TASK GOAL:
Give again, word for word, every line below from the one that has "filename src/main.rs" through the one that has "fn main() ->", both included, and no others.

START STUDY MATERIAL

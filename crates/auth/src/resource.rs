//! Resources an actor can act upon, as immutable snapshots.

use core::str::FromStr;

use chrono::{DateTime, Utc};
use serde::{Deserialize, Serialize};

use clubhub_core::{ClubId, Entity, EventId, ReportId, UserId, ValueObject};

use crate::roles::normalize_name;
use crate::{AuthzError, Role};

/// Kinds of report the system can produce.
#[derive(Debug, Copy, Clone, PartialEq, Eq, Hash, Serialize, Deserialize)]
pub enum ReportType {
    MemberStatistics,
    EventOutcomes,
    ActivityTracking,
    SemesterSummary,
}

impl ReportType {
    pub const ALL: [ReportType; 4] = [
        ReportType::MemberStatistics,
        ReportType::EventOutcomes,
        ReportType::ActivityTracking,
        ReportType::SemesterSummary,
    ];

    pub fn as_str(&self) -> &'static str {
        match self {
            ReportType::MemberStatistics => "MemberStatistics",
            ReportType::EventOutcomes => "EventOutcomes",
            ReportType::ActivityTracking => "ActivityTracking",
            ReportType::SemesterSummary => "SemesterSummary",
        }
    }
}

impl core::fmt::Display for ReportType {
    fn fmt(&self, f: &mut core::fmt::Formatter<'_>) -> core::fmt::Result {
        f.write_str(self.as_str())
    }
}

impl FromStr for ReportType {
    type Err = AuthzError;

    fn from_str(s: &str) -> Result<Self, Self::Err> {
        let normalized = normalize_name(s);

        ReportType::ALL
            .into_iter()
            .find(|t| t.as_str().to_lowercase() == normalized)
            .ok_or_else(|| AuthzError::MalformedRequest(format!("unknown report type '{s}'")))
    }
}

#[derive(Debug, Clone, PartialEq, Eq, Serialize, Deserialize)]
pub struct UserRecord {
    pub id: UserId,
    pub role: Role,
    pub club_id: Option<ClubId>,
    pub is_active: bool,
}

#[derive(Debug, Clone, PartialEq, Eq, Serialize, Deserialize)]
pub struct ClubRecord {
    pub id: ClubId,
}

#[derive(Debug, Clone, PartialEq, Eq, Serialize, Deserialize)]
pub struct EventRecord {
    pub id: EventId,
    pub club_id: Option<ClubId>,
    pub event_date: DateTime<Utc>,
}

#[derive(Debug, Clone, PartialEq, Eq, Serialize, Deserialize)]
pub struct ReportRecord {
    pub id: ReportId,
    pub club_id: Option<ClubId>,
    pub report_type: ReportType,
}

impl ValueObject for UserRecord {}
impl ValueObject for ClubRecord {}
impl ValueObject for EventRecord {}
impl ValueObject for ReportRecord {}

impl Entity for UserRecord {
    type Id = UserId;

    fn id(&self) -> UserId {
        self.id
    }
}

/// Discriminant of [`ResourceRef`].
#[derive(Debug, Copy, Clone, PartialEq, Eq, Hash, Serialize, Deserialize)]
#[serde(rename_all = "snake_case")]
pub enum ResourceKind {
    User,
    Club,
    Event,
    Report,
}

impl core::fmt::Display for ResourceKind {
    fn fmt(&self, f: &mut core::fmt::Formatter<'_>) -> core::fmt::Result {
        f.write_str(match self {
            ResourceKind::User => "user",
            ResourceKind::Club => "club",
            ResourceKind::Event => "event",
            ResourceKind::Report => "report",
        })
    }
}

/// A target of an action.
#[derive(Debug, Clone, PartialEq, Eq, Serialize, Deserialize)]
#[serde(tag = "kind", rename_all = "snake_case")]
pub enum ResourceRef {
    User(UserRecord),
    Club(ClubRecord),
    Event(EventRecord),
    Report(ReportRecord),
}

impl ResourceRef {
    pub fn kind(&self) -> ResourceKind {
        match self {
            ResourceRef::User(_) => ResourceKind::User,
            ResourceRef::Club(_) => ResourceKind::Club,
            ResourceRef::Event(_) => ResourceKind::Event,
            ResourceRef::Report(_) => ResourceKind::Report,
        }
    }

    /// Club the resource belongs to. A club belongs to itself.
    pub fn club_id(&self) -> Option<ClubId> {
        match self {
            ResourceRef::User(u) => u.club_id,
            ResourceRef::Club(c) => Some(c.id),
            ResourceRef::Event(e) => e.club_id,
            ResourceRef::Report(r) => r.club_id,
        }
    }
}

impl ValueObject for ResourceRef {}
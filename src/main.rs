use {
  std::{path::PathBuf, process::ExitCode},
  clap::{ArgAction, Parser, ValueHint},
  circle_mosaic::{config::Config, error}
};

#[derive(Parser, Debug)]
#[command(name = "circle-mosaic", version, about = "Redraw an image as packed, non-overlapping circles")]
struct Cli {
  /// Input image path
  #[arg(value_hint = ValueHint::FilePath)]
  input: PathBuf,
  /// Output image path, format chosen by extension
  #[arg(value_hint = ValueHint::FilePath)]
  output: PathBuf,

  /// Smallest circle radius
  #[arg(long = "min-radius", default_value_t = 3)]
  min_radius: u32,
  /// Largest circle radius
  #[arg(long = "max-radius", default_value_t = 25)]
  max_radius: u32,
  /// Multiplier on the area-based circle count
  #[arg(long = "density", default_value_t = 1.5)]
  density_factor: f64,
  /// Attempt budget per target circle
  #[arg(long = "attempts", default_value_t = 50)]
  max_attempts_per_circle: u32,
  /// Clearance between circles, in pixels
  #[arg(long = "buffer", default_value_t = 2.0)]
  buffer: f32,
  /// Scan every placed circle on overlap checks instead of using the grid
  #[arg(long = "no-grid", action = ArgAction::SetTrue)]
  no_grid: bool,
  /// Seed for reproducible output
  #[arg(long = "seed")]
  seed: Option<u64>,
}

fn build_config(cli: &Cli) -> Config {
  let cfg = Config::default()
    .with_radii(cli.min_radius, cli.max_radius)
    .with_density_factor(cli.density_factor)
    .with_max_attempts_per_circle(cli.max_attempts_per_circle)
    .with_buffer(cli.buffer)
    .with_spatial_index(!cli.no_grid);
  match cli.seed {
    Some(seed) => cfg.with_seed(seed),
    None => cfg
  }
}

fn main() -> ExitCode {
  env_logger::Builder::from_env(env_logger::Env::default().default_filter_or("info")).init();
  let cli = Cli::parse();
  match circle_mosaic::process(&cli.input, &cli.output, &build_config(&cli)) {
    Ok(_) => ExitCode::SUCCESS,
    Err(e) => {
      error::display(&e);
      ExitCode::FAILURE
    }
  }
}
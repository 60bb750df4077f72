#![allow(non_snake_case)]
use {
  euclid::{Box2D, Point2D, Size2D},
  image::{Pixel, Rgb, RgbImage},
  crate::{
    drawing::{ColorSampler, Render, Style, NEUTRAL_GRAY},
    geometry::{BoundingBox, Circle, PixelSpace},
    sdf::SDF
  }
};

// pixels of `image` covered by the bounding box, `None` if there are none
fn clip_to_image(circle: &Circle, image: &RgbImage) -> Option<Box2D<u32, PixelSpace>> {
  let resolution: Size2D<u32, PixelSpace> = image.dimensions().into();
  circle.bounding_box()
    .round_out()
    .intersection(&Box2D::from_size(resolution.to_f32()))
    .map(|x| x.to_u32())
}

impl ColorSampler for RgbImage {
  fn average_color(&self, circle: &Circle) -> Rgb<u8> {
    let region = match clip_to_image(circle, self) {
      Some(x) => x,
      None => return NEUTRAL_GRAY
    };
    let (sum, count) = itertools::iproduct!(region.y_range(), region.x_range())
      .fold(([0u64; 3], 0u64), |(mut sum, count), (y, x)| {
        let px = self.get_pixel(x, y);
        sum.iter_mut()
          .zip(px.0)
          .for_each(|(s, c)| *s += c as u64);
        (sum, count + 1)
      });
    if count == 0 {
      return NEUTRAL_GRAY;
    }
    Rgb(sum.map(|s| (s / count) as u8))
  }
}

impl Render for RgbImage {
  fn render(&mut self, circle: &Circle, style: &Style) {
    let region = match clip_to_image(circle, self) {
      Some(x) => x,
      None => return // bounding box has no intersection with canvas at all
    };
    let Δp = 1.0;
    let band = style.outline_width as f32;

    itertools::iproduct!(region.y_range(), region.x_range())
      .for_each(|(y, x)| {
        // sample at the pixel center
        let sdf = circle.sdf(Point2D::new(x as f32 + 0.5, y as f32 + 0.5));
        let color = if sdf > -band { style.outline } else { style.fill };
        let pixel = self.get_pixel_mut(x, y);
        *pixel = sdf_overlay_aa(sdf, Δp, *pixel, color);
      });
  }
}

fn sdf_overlay_aa(sdf: f32, Δp: f32, col1: Rgb<u8>, col2: Rgb<u8>) -> Rgb<u8> {
  let Δf = (0.5 * Δp - sdf) // antialias
    .clamp(0.0, Δp);
  let alpha = Δf / Δp;
  col1.map2(&col2, |a, b| (a as f32 + (b as f32 - a as f32) * alpha).round() as u8)
}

END STUDY MATERIAL

ANSWER FOR THIS EXERCISE:
filename src/main.rs
use {
  std::{path::PathBuf, process::ExitCode},
  clap::{ArgAction, Parser, ValueHint},
  circle_mosaic::{config::Config, error}
};

#[derive(Parser, Debug)]
#[command(name = "circle-mosaic", version, about = "Redraw an image as packed, non-overlapping circles")]
struct Cli {
  /// Input image path
  #[arg(value_hint = ValueHint::FilePath)]
  input: PathBuf,
  /// Output image path, format chosen by extension
  #[arg(value_hint = ValueHint::FilePath)]
  output: PathBuf,

  /// Smallest circle radius
  #[arg(long = "min-radius", default_value_t = 3)]
  min_radius: u32,
  /// Largest circle radius
  #[arg(long = "max-radius", default_value_t = 25)]
  max_radius: u32,
  /// Multiplier on the area-based circle count
  #[arg(long = "density", default_value_t = 1.5)]
  density_factor: f64,
  /// Attempt budget per target circle
  #[arg(long = "attempts", default_value_t = 50)]
  max_attempts_per_circle: u32,
  /// Clearance between circles, in pixels
  #[arg(long = "buffer", default_value_t = 2.0)]
  buffer: f32,
  /// Scan every placed circle on overlap checks instead of using the grid
  #[arg(long = "no-grid", action = ArgAction::SetTrue)]
  no_grid: bool,
  /// Seed for reproducible output
  #[arg(long = "seed")]
  seed: Option<u64>,
}

fn build_config(cli: &Cli) -> Config {
  let cfg = Config::default()
    .with_radii(cli.min_radius, cli.max_radius)
    .with_density_factor(cli.density_factor)
    .with_max_attempts_per_circle(cli.max_attempts_per_circle)
    .with_buffer(cli.buffer)
    .with_spatial_index(!cli.no_grid);
  match cli.seed {
    Some(seed) => cfg.with_seed(seed),
    None => cfg
  }
}

fn main() -> ExitCode {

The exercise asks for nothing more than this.